● **Activity**: Please give the number of lines in the material below that contain "never", and provide nothing besides that number.

"""

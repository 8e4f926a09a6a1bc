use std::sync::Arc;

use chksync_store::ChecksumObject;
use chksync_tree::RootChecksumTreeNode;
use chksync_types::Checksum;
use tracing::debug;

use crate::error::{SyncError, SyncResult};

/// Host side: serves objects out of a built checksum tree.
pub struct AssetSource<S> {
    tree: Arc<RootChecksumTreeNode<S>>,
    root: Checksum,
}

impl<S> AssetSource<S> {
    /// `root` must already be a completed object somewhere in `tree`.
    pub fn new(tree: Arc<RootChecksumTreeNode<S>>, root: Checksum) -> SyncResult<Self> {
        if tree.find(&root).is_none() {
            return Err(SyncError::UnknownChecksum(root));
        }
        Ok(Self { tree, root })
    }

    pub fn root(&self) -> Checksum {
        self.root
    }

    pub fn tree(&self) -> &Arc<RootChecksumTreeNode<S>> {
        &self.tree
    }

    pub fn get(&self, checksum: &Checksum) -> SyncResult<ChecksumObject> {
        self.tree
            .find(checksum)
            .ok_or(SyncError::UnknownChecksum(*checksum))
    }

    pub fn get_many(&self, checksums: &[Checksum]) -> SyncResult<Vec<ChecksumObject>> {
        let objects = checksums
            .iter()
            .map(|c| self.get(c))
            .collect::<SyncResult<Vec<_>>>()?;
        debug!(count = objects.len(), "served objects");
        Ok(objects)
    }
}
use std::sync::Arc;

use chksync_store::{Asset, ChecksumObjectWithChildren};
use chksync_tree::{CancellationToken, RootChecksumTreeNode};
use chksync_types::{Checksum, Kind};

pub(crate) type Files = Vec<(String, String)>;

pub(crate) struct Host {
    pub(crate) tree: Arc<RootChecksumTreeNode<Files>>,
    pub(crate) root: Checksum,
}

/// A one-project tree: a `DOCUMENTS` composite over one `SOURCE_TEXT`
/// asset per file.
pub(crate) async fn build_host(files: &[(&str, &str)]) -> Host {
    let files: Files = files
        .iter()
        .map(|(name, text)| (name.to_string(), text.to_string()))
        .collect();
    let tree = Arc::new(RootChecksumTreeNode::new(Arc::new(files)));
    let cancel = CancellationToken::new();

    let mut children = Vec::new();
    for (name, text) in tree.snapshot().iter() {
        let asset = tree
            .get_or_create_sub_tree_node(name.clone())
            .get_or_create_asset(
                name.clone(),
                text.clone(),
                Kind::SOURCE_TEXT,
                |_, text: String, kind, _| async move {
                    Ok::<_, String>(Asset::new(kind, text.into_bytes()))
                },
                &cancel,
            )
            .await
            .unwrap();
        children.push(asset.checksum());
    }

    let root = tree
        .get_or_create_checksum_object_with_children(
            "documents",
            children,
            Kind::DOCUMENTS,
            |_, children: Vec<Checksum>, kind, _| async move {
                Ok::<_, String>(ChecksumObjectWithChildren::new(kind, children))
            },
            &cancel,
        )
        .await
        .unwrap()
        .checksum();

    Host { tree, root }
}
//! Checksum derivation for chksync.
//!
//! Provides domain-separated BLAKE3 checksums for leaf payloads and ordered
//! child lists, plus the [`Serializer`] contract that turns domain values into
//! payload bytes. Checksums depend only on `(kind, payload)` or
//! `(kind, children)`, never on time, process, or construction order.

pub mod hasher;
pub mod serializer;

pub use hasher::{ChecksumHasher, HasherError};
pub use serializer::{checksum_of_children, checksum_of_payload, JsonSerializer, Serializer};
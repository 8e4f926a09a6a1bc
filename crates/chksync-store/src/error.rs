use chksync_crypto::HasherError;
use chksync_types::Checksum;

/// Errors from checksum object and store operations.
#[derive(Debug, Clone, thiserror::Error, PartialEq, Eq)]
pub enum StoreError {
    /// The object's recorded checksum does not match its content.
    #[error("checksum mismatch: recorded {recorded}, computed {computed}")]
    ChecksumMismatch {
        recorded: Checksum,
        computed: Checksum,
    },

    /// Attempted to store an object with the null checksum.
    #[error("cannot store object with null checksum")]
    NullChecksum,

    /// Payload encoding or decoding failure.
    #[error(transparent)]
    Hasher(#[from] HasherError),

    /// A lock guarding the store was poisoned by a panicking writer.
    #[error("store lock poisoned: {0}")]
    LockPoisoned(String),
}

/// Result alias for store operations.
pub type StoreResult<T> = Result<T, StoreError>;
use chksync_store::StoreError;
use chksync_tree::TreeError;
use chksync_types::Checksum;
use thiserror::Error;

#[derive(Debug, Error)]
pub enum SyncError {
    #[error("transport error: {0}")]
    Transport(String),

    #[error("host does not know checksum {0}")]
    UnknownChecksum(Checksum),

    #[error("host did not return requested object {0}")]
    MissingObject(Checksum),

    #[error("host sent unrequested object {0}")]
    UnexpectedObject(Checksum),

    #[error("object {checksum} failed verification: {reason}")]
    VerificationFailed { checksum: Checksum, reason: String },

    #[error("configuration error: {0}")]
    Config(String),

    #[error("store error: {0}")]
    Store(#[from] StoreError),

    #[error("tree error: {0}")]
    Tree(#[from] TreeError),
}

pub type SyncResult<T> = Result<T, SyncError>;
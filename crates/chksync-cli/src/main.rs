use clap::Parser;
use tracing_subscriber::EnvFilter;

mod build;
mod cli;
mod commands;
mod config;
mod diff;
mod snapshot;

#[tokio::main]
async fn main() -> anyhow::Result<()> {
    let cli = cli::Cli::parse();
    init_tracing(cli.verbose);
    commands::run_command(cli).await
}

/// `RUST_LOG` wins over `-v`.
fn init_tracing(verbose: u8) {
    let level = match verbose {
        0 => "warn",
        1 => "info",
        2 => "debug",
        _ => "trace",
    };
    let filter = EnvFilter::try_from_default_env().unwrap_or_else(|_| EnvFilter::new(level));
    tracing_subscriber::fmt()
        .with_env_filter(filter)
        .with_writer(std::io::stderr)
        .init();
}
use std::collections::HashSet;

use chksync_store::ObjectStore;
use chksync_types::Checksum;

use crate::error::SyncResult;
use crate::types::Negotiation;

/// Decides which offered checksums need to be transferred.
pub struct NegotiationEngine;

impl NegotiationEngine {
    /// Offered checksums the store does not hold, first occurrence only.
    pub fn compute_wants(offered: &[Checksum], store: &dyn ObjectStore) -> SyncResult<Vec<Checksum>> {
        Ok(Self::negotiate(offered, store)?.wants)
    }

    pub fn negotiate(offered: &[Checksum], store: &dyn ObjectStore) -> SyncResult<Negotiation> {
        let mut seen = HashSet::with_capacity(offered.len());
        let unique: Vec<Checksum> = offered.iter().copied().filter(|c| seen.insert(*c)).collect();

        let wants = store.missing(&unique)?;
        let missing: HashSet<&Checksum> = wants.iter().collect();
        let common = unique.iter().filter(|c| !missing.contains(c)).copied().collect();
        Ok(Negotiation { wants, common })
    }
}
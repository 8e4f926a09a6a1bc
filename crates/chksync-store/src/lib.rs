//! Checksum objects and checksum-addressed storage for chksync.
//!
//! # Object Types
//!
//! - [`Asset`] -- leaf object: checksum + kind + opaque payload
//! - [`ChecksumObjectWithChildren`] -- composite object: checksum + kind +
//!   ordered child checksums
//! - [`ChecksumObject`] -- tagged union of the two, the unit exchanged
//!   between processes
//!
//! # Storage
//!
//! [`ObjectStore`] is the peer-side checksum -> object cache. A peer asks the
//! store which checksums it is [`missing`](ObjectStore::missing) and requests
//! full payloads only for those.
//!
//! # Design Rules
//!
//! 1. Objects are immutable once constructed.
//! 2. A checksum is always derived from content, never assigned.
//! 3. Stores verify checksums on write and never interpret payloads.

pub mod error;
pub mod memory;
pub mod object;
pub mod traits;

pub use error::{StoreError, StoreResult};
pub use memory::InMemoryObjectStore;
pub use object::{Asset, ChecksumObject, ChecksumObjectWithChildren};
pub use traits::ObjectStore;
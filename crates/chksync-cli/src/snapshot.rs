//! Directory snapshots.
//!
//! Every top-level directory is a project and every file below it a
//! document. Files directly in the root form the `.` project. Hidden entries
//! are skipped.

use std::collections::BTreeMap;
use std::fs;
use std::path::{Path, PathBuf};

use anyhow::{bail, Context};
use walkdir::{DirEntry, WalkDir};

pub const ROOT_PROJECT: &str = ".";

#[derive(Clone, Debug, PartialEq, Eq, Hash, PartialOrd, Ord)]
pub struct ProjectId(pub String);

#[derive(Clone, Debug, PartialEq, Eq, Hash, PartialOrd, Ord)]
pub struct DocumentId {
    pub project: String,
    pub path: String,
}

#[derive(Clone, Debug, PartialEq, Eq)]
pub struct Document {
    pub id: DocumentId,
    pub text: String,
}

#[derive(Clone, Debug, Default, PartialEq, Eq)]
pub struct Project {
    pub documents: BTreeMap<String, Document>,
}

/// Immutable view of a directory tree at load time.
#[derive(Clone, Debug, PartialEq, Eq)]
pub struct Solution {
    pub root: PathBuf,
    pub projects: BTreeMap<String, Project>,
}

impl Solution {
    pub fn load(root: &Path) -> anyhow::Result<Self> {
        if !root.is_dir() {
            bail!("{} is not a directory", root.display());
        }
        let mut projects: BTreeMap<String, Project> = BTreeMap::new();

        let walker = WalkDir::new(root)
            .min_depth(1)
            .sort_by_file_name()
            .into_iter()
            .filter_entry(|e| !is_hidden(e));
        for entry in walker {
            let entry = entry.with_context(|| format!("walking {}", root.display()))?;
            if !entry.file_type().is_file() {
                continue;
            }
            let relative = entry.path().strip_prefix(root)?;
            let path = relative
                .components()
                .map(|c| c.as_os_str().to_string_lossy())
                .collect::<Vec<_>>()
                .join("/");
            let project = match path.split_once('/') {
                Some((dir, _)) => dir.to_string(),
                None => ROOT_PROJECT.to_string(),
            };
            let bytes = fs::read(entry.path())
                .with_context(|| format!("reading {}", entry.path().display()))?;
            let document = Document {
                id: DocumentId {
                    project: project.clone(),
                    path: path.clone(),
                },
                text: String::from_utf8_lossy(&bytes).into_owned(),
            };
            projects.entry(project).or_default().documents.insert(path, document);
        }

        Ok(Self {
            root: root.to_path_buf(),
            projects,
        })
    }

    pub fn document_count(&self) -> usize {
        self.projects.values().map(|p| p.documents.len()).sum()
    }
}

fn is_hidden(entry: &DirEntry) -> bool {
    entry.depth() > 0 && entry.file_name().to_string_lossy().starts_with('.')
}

"""

● **Exercise output**: 3